Engineers of the Soul: In the Footsteps of Stalin’s Writers by Frank Westerman (Translated by Sam Garrett) - review by Catherine Merridale

Catherine Merridale

The Broken Shore

Engineers of the Soul: In the Footsteps of Stalin’s Writers

By

Harvill Secker 306pp £14.99
 

Frank Westerman’s English-language publishers describe this book as ‘a brilliant fusion of travel-writing and Soviet history’. The travel part is evident from the outset, and culminates in a hard-won and hard-living pilgrimage to the eastern shore of the Caspian Sea. The history is prominent, too, dispensed with confidence and narrative control.

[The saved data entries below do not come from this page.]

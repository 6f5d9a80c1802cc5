use beer_ai::{decide_order, ProfileParams};
use beer_core::{AiProfile, Controller, GameConfig, Role, RoleState};
use criterion::{black_box, criterion_group, criterion_main, Criterion};
use rand::SeedableRng;
use rand_chacha::ChaCha8Rng;

fn build_state() -> RoleState {
    let mut s = RoleState::opening(
        Role::SecondarySupplier,
        Controller::Ai(AiProfile::Panic),
        &GameConfig::default(),
    );
    s.backorder = 6;
    for q in [4, 4, 6, 9, 12, 10, 8] {
        s.record_order(q);
    }
    s
}

fn bench_policy(c: &mut Criterion) {
    let state = build_state();
    let mut rng = ChaCha8Rng::seed_from_u64(42);
    for profile in AiProfile::ALL {
        let params = ProfileParams::for_profile(profile);
        c.bench_function(&format!("decide_order {profile}"), |b| {
            b.iter(|| {
                black_box(decide_order(
                    black_box(&state),
                    black_box(8.0),
                    black_box(7.5),
                    &params,
                    &mut rng,
                ))
            })
        });
    }
}

criterion_group!(benches, bench_policy);
criterion_main!(benches);
use beer_core::{AiProfile, GameConfig, Role};
use beer_runtime::{Setup, Simulation};
use criterion::{black_box, criterion_group, criterion_main, Criterion};

fn bench_games(c: &mut Criterion) {
    let setup = Setup::unattended()
        .all_profiles(AiProfile::Safe)
        .profile(Role::Retailer, AiProfile::Panic)
        .config(GameConfig {
            total_rounds: 30,
            transport_delay: 2,
            receiving_time: 1,
            production_time: 2,
            ..GameConfig::default()
        });
    c.bench_function("unattended game 30 rounds", |b| {
        b.iter(|| {
            let mut sim = Simulation::initialize(setup.clone()).unwrap();
            sim.run_to_completion().unwrap();
            black_box(sim.final_scores())
        })
    });
}

fn bench_round(c: &mut Criterion) {
    let setup = Setup::unattended().config(GameConfig {
        total_rounds: 100_000,
        ..GameConfig::default()
    });
    let mut sim = Simulation::initialize(setup.clone()).unwrap();
    c.bench_function("unattended round", |b| {
        b.iter(|| {
            if sim.is_game_over() {
                sim = Simulation::initialize(setup.clone()).unwrap();
            }
            black_box(sim.play_unattended_round().unwrap())
        })
    });
}

criterion_group!(benches, bench_games, bench_round);
criterion_main!(benches);
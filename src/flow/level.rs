//! Breadth-first level graph rooted at the sinks.

use crate::instance::Instance;
use std::collections::{BTreeSet, VecDeque};

/// Hop distance from every active sensor to the nearest sink.
///
/// Level 0 holds the active sensors that talk to a sink directly; level
/// `d + 1` holds active sensors adjacent to level `d`. Inactive sensors,
/// and sensors that reach a sink only through inactive ones, have no level
/// and are excluded from every path search that uses this graph.
#[derive(Debug, Clone, PartialEq, Eq)]
pub struct LevelGraph {
    levels: Vec<Option<usize>>,
}

impl LevelGraph {
    /// Level of `sensor`, or `None` if it cannot reach a sink.
    pub fn level(&self, sensor: usize) -> Option<usize> {
        self.levels.get(sensor).copied().flatten()
    }

    /// Whether `sensor` is part of the level graph.
    pub fn contains(&self, sensor: usize) -> bool {
        self.level(sensor).is_some()
    }

    /// Number of sensors with a level.
    pub fn reachable_count(&self) -> usize {
        self.levels.iter().filter(|l| l.is_some()).count()
    }

    /// Deepest level present, if any sensor is reachable.
    pub fn depth(&self) -> Option<usize> {
        self.levels.iter().flatten().max().copied()
    }
}

impl Instance {
    /// Builds the level graph of the sensors not in `inactive`.
    pub fn level_graph(&self, inactive: &BTreeSet<usize>) -> LevelGraph {
        self.level_graph_masked(&self.mask(inactive))
    }

    pub(crate) fn level_graph_masked(&self, inactive: &[bool]) -> LevelGraph {
        let mut levels = vec![None; self.num_sensors()];
        let mut queue = VecDeque::new();

        for sink in 0..self.num_sinks() {
            for &s in self.sensors_of(sink) {
                if !inactive[s] && levels[s].is_none() {
                    levels[s] = Some(0);
                    queue.push_back(s);
                }
            }
        }

        while let Some(u) = queue.pop_front() {
            let next = levels[u].map(|l: usize| l + 1);
            for &v in self.neighbours(u) {
                if !inactive[v] && levels[v].is_none() {
                    levels[v] = next;
                    queue.push_back(v);
                }
            }
        }

        let graph = LevelGraph { levels };
        tracing::trace!(
            reachable = graph.reachable_count(),
            depth = ?graph.depth(),
            "level graph built"
        );
        graph
    }
}

#[cfg(test)]
mod tests {
    use super::*;

    // chain 0 - 1 - 2 - 3, only sensor 3 talks to the sink
    const CHAIN: &str = "KCMC;1 4 1;10 5 5;0;PI;0 0;II;0 1;1 2;2 3;IS;3 0;END";

    #[test]
    fn test_levels_follow_hop_distance() {
        let inst: Instance = CHAIN.parse().unwrap();
        let lg = inst.level_graph(&BTreeSet::new());
        assert_eq!(lg.level(3), Some(0));
        assert_eq!(lg.level(2), Some(1));
        assert_eq!(lg.level(1), Some(2));
        assert_eq!(lg.level(0), Some(3));
        assert_eq!(lg.depth(), Some(3));
        assert_eq!(lg.reachable_count(), 4);
    }

    #[test]
    fn test_inactive_sensor_cuts_the_chain() {
        let inst: Instance = CHAIN.parse().unwrap();
        let lg = inst.level_graph(&BTreeSet::from([2]));
        assert_eq!(lg.level(3), Some(0));
        assert!(!lg.contains(2));
        assert!(!lg.contains(1));
        assert!(!lg.contains(0));
    }

    #[test]
    fn test_all_inactive_is_empty() {
        let inst: Instance = CHAIN.parse().unwrap();
        let lg = inst.level_graph(&BTreeSet::from([0, 1, 2, 3]));
        assert_eq!(lg.reachable_count(), 0);
        assert_eq!(lg.depth(), None);
        assert_eq!(lg.level(99), None);
    }
}
//! Error taxonomy.
//!
//! Every fallible operation in the crate returns [`KcmcError`]. The variants
//! separate the four failure families callers need to tell apart:
//!
//! - [`FormatError`]: a serialized instance or evaluator line could not be
//!   parsed.
//! - [`InvalidInstanceError`]: the instance is empty, or it cannot meet the
//!   requested K-coverage / M-connectivity.
//! - [`KcmcError::DegenerateSelection`]: roulette selection ran out of
//!   positive fitness before choosing enough individuals.
//! - [`KcmcError::BrokenPredecessorChain`]: path reconstruction hit a hole
//!   in the predecessor buffer. This is a logic defect, never an expected
//!   outcome.

use crate::instance::NodeKind;

/// Convenience alias used throughout the crate.
pub type Result<T> = std::result::Result<T, KcmcError>;

/// Top-level error type.
#[derive(Debug, Clone, PartialEq, thiserror::Error)]
#[non_exhaustive]
pub enum KcmcError {
    /// A serialized instance or evaluator line is malformed.
    #[error("malformed input: {0}")]
    Format(#[from] FormatError),

    /// The instance is empty or cannot satisfy the requested K/M.
    #[error("invalid instance: {0}")]
    InvalidInstance(#[from] InvalidInstanceError),

    /// Total remaining fitness became non-positive before `requested`
    /// individuals were selected.
    #[error("degenerate selection: fitness exhausted after {selected} of {requested} picks")]
    DegenerateSelection {
        /// Individuals already selected when the fitness ran out.
        selected: usize,
        /// Individuals requested by the caller.
        requested: usize,
    },

    /// A predecessor chain did not lead back to its POI.
    #[error("broken predecessor chain for POI {poi} at sensor {sensor}")]
    BrokenPredecessorChain {
        /// POI whose path was being reconstructed.
        poi: usize,
        /// Sensor whose predecessor was missing.
        sensor: usize,
    },

    /// A configuration parameter is out of range.
    #[error("invalid configuration: {0}")]
    InvalidConfig(String),
}

impl KcmcError {
    /// Returns `true` for the expected, recoverable infeasibility outcomes
    /// (insufficient coverage or connectivity).
    pub fn is_infeasible(&self) -> bool {
        matches!(
            self,
            Self::InvalidInstance(
                InvalidInstanceError::InsufficientCoverage { .. }
                    | InvalidInstanceError::InsufficientConnectivity { .. }
            )
        )
    }
}

/// Errors raised while parsing an instance or an evaluator line.
#[derive(Debug, Clone, PartialEq, Eq, thiserror::Error)]
#[non_exhaustive]
pub enum FormatError {
    /// The string does not start with `KCMC`.
    #[error("expected prefix 'KCMC', found {found:?}")]
    BadPrefix {
        /// The first token of the input.
        found: String,
    },

    /// A section tag other than `PI`, `II`, `IS` or `END` appeared where a
    /// tag was required.
    #[error("unknown stage tag {tag:?}")]
    UnknownTag {
        /// The offending token.
        tag: String,
    },

    /// A header field could not be parsed.
    #[error("malformed {field} field {token:?}")]
    MalformedField {
        /// Which field (`counts`, `geometry`, `seed` for instances; a column
        /// name such as `k` or `solution` for evaluator lines).
        field: &'static str,
        /// The raw token.
        token: String,
    },

    /// An edge token is not a pair of non-negative integers.
    #[error("malformed edge {token:?}")]
    MalformedEdge {
        /// The raw token.
        token: String,
    },

    /// An edge references a node index beyond the declared count.
    #[error("{kind} index {index} out of range (count {count})")]
    IndexOutOfRange {
        /// Node kind of the offending endpoint.
        kind: NodeKind,
        /// The index found in the edge.
        index: usize,
        /// Declared number of nodes of that kind.
        count: usize,
    },

    /// A sensor–sensor edge connects a sensor to itself.
    #[error("sensor {sensor} has a self edge")]
    SelfLoop {
        /// The sensor index.
        sensor: usize,
    },

    /// The input ended before the given stage was reached.
    #[error("instance truncated: missing {expected}")]
    Truncated {
        /// What the parser was waiting for.
        expected: &'static str,
    },

    /// A tab-separated line has the wrong number of columns.
    #[error("expected {expected} fields, found {found}")]
    FieldCount {
        /// Columns the line format defines.
        expected: usize,
        /// Columns present.
        found: usize,
    },

    /// An operation name is not `dinic`, `min_flood_<n>` or `max_flood_<n>`.
    #[error("unknown operation {name:?}")]
    UnknownOperation {
        /// The raw name.
        name: String,
    },
}

/// Errors describing an instance that is unusable for the requested task.
#[derive(Debug, Clone, PartialEq, Eq, thiserror::Error)]
#[non_exhaustive]
pub enum InvalidInstanceError {
    /// A node count is zero.
    #[error("instance has no {kind}s")]
    EmptyNodeSet {
        /// The empty node kind.
        kind: NodeKind,
    },

    /// A POI is observed by fewer than `k` active sensors.
    #[error("insufficient coverage: POI {poi} has {coverage} of {k} required sensors")]
    InsufficientCoverage {
        /// First POI falling short.
        poi: usize,
        /// Active sensors covering it.
        coverage: usize,
        /// Required coverage.
        k: usize,
    },

    /// A POI has fewer than `m` node-disjoint paths to a sink.
    #[error("insufficient connectivity: POI {poi} has {paths} of {m} required disjoint paths")]
    InsufficientConnectivity {
        /// First POI falling short.
        poi: usize,
        /// Disjoint paths found before the search failed.
        paths: usize,
        /// Required connectivity.
        m: usize,
    },
}
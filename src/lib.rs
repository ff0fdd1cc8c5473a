//! K-coverage / M-connectivity sensor placement heuristics.
//!
//! A wireless sensor network instance has points of interest (POIs) to
//! observe, candidate sensor spots, and sinks collecting data. A set of
//! active sensors is feasible when every POI is covered by at least `K`
//! active sensors and has at least `M` node-disjoint active paths to a sink.
//!
//! - **Instance model** ([`instance`]): seeded random generation and the
//!   canonical `KCMC;…;END` text form.
//! - **Validator** ([`flow`]): coverage counts, Dinic-style level graph and
//!   disjoint-path search, raising and boolean validation.
//! - **Flood** ([`flood`]): widens path certificates with every
//!   interchangeable relay sensor.
//! - **Local optimum** ([`reduce`]): single-removal minimal feasible sets.
//! - **Genetic operators** ([`ga`]): creation, selection, crossover,
//!   mutation and reporting primitives over binary chromosomes.
//! - **Evaluator** ([`evaluator`]): the tab-separated comparison output.
//!
//! # Example
//!
//! ```
//! use kcmc_heur::instance::Instance;
//! use std::collections::BTreeSet;
//!
//! let inst: Instance = "KCMC;2 3 1;10 5 5;42;PI;0 0;0 1;1 2;II;0 1;IS;1 0;END"
//!     .parse()
//!     .unwrap();
//! assert_eq!(inst.coverage(&BTreeSet::new()).counts, vec![2, 1]);
//! assert!(!inst.fast_k_coverage(1, &BTreeSet::from([2])).is_satisfied());
//! ```

pub mod error;
pub mod evaluator;
pub mod flood;
pub mod flow;
pub mod ga;
pub mod instance;
pub mod reduce;

pub use error::{KcmcError, Result};
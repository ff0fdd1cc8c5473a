//! Coverage and connectivity validation.
//!
//! Everything here is a pure function of an [`Instance`] and a set of
//! inactive sensors:
//!
//! - [`Instance::coverage`] / [`Instance::degree`]: per-node counts
//! - [`Instance::fast_k_coverage`]: K-coverage with a minimal witness
//! - [`Instance::level_graph`]: BFS layering from the sinks
//! - [`Instance::find_path`]: one augmenting path avoiding used sensors
//! - [`Instance::fast_m_connectivity`]: M node-disjoint paths per POI
//! - [`Instance::validate`] / [`Instance::is_valid`]: both checks, raising
//!   or boolean
//!
//! With the `parallel` feature the per-POI path searches run on rayon; the
//! reported outcome is the same as the sequential one.

mod level;
mod path;
mod types;

pub use level::LevelGraph;
pub use path::{AugmentingPath, Hop};
pub use types::{Certificate, KCoverage, MConnectivity, NodeCounts};

use crate::error::{InvalidInstanceError, Result};
use crate::instance::Instance;
use std::collections::BTreeSet;

impl Instance {
    /// Active coverage of every POI, and how many POIs have any.
    pub fn coverage(&self, inactive: &BTreeSet<usize>) -> NodeCounts {
        let counts: Vec<usize> = (0..self.num_pois())
            .map(|poi| self.covering_sensors(poi).difference(inactive).count())
            .collect();
        let nonzero = counts.iter().filter(|&&c| c > 0).count();
        NodeCounts { counts, nonzero }
    }

    /// Active sensor–sensor degree of every sensor, and how many active
    /// sensors have at least one active neighbour.
    ///
    /// Degrees are reported for inactive sensors too; they are not counted
    /// in `nonzero`.
    ///
    /// This `nonzero` differs from the historical KCMC tools, whose
    /// connected-sensor counter included every sensor regardless of its
    /// degree. Isolated sensors are not counted here.
    pub fn degree(&self, inactive: &BTreeSet<usize>) -> NodeCounts {
        let counts: Vec<usize> = (0..self.num_sensors())
            .map(|s| self.neighbours(s).difference(inactive).count())
            .collect();
        let nonzero = counts
            .iter()
            .enumerate()
            .filter(|&(s, &c)| c > 0 && !inactive.contains(&s))
            .count();
        NodeCounts { counts, nonzero }
    }

    /// Checks that every POI has at least `k` active covering sensors.
    ///
    /// On success the outcome lists, per POI, the first `k` active covering
    /// sensors in index order.
    pub fn fast_k_coverage(&self, k: usize, inactive: &BTreeSet<usize>) -> KCoverage {
        let mut witnesses = Vec::with_capacity(self.num_pois());
        for poi in 0..self.num_pois() {
            let active: Vec<usize> = self
                .covering_sensors(poi)
                .difference(inactive)
                .copied()
                .collect();
            if active.len() < k {
                tracing::debug!(poi, coverage = active.len(), k, "insufficient coverage");
                return KCoverage::Deficient {
                    poi,
                    coverage: active.len(),
                };
            }
            witnesses.push(active[..k].to_vec());
        }
        KCoverage::Satisfied { witnesses }
    }

    /// Checks that every POI has `m` node-disjoint active paths to a sink.
    ///
    /// For each POI the used-sensor set restarts from `inactive` and grows
    /// with every path found, so the paths of one POI never share a sensor.
    ///
    /// # Errors
    /// [`KcmcError::BrokenPredecessorChain`] if a path cannot be unwound.
    ///
    /// [`KcmcError::BrokenPredecessorChain`]: crate::error::KcmcError::BrokenPredecessorChain
    pub fn fast_m_connectivity(
        &self,
        m: usize,
        inactive: &BTreeSet<usize>,
    ) -> Result<MConnectivity> {
        let blocked = self.mask(inactive);
        let level = self.level_graph_masked(&blocked);

        #[cfg(not(feature = "parallel"))]
        let per_poi =
            (0..self.num_pois()).map(|poi| self.disjoint_paths(poi, m, &blocked, &level));

        #[cfg(feature = "parallel")]
        let per_poi = {
            use rayon::prelude::*;
            (0..self.num_pois())
                .into_par_iter()
                .map(|poi| self.disjoint_paths(poi, m, &blocked, &level))
                .collect::<Vec<_>>()
                .into_iter()
        };

        let mut used_sensors = BTreeSet::new();
        for (poi, paths) in per_poi.enumerate() {
            let paths = paths?;
            if paths.len() < m {
                tracing::debug!(poi, paths = paths.len(), m, "insufficient connectivity");
                return Ok(MConnectivity::Deficient {
                    poi,
                    paths: paths.len(),
                });
            }
            used_sensors.extend(paths.into_iter().flatten());
        }
        Ok(MConnectivity::Satisfied { used_sensors })
    }

    /// Up to `m` disjoint paths for one POI, each as its sensor sequence.
    fn disjoint_paths(
        &self,
        poi: usize,
        m: usize,
        inactive: &[bool],
        level: &LevelGraph,
    ) -> Result<Vec<Vec<usize>>> {
        let mut used = inactive.to_vec();
        let mut paths = Vec::with_capacity(m);
        while paths.len() < m {
            let Some(path) = self.find_path_masked(poi, &used, level) else {
                break;
            };
            let sensors = path.sensors()?;
            for &s in &sensors {
                used[s] = true;
            }
            paths.push(sensors);
        }
        Ok(paths)
    }

    /// Validates K-coverage then M-connectivity, raising on infeasibility.
    ///
    /// # Errors
    /// - [`InvalidInstanceError::InsufficientCoverage`] naming the first POI
    ///   short of `k` sensors.
    /// - [`InvalidInstanceError::InsufficientConnectivity`] naming the first
    ///   POI short of `m` paths.
    /// - [`KcmcError::BrokenPredecessorChain`] on an internal defect.
    ///
    /// [`KcmcError::BrokenPredecessorChain`]: crate::error::KcmcError::BrokenPredecessorChain
    pub fn validate(&self, k: usize, m: usize, inactive: &BTreeSet<usize>) -> Result<Certificate> {
        let coverage_sensors = match self.fast_k_coverage(k, inactive) {
            satisfied @ KCoverage::Satisfied { .. } => satisfied.used_sensors(),
            KCoverage::Deficient { poi, coverage } => {
                let err = InvalidInstanceError::InsufficientCoverage { poi, coverage, k };
                return Err(err.into());
            }
        };

        match self.fast_m_connectivity(m, inactive)? {
            MConnectivity::Satisfied { used_sensors } => Ok(Certificate {
                coverage_sensors,
                connectivity_sensors: used_sensors,
            }),
            MConnectivity::Deficient { poi, paths } => {
                let err = InvalidInstanceError::InsufficientConnectivity { poi, paths, m };
                Err(err.into())
            }
        }
    }

    /// Boolean form of [`validate`](Self::validate).
    ///
    /// Infeasibility yields `Ok(false)`.
    ///
    /// # Errors
    /// Only [`KcmcError::BrokenPredecessorChain`] is propagated.
    ///
    /// [`KcmcError::BrokenPredecessorChain`]: crate::error::KcmcError::BrokenPredecessorChain
    pub fn is_valid(&self, k: usize, m: usize, inactive: &BTreeSet<usize>) -> Result<bool> {
        match self.validate(k, m, inactive) {
            Ok(_) => Ok(true),
            Err(err) if err.is_infeasible() => Ok(false),
            Err(err) => Err(err),
        }
    }
}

It would have taken a brave publisher, however, to have come clean about the real focus of the text. You will have read 100 pages before you find out that Westerman once planned a career devoted to hydraulic engineering and irrigation systems. But if that sounds unappealing (and it certainly helps to explain why it took nearly ten years for this edition to see the light of day), take heart. In Westerman’s capable hands, dam-building, canals and grandiose irrigation projects are the foundations of a gripping moral tale. 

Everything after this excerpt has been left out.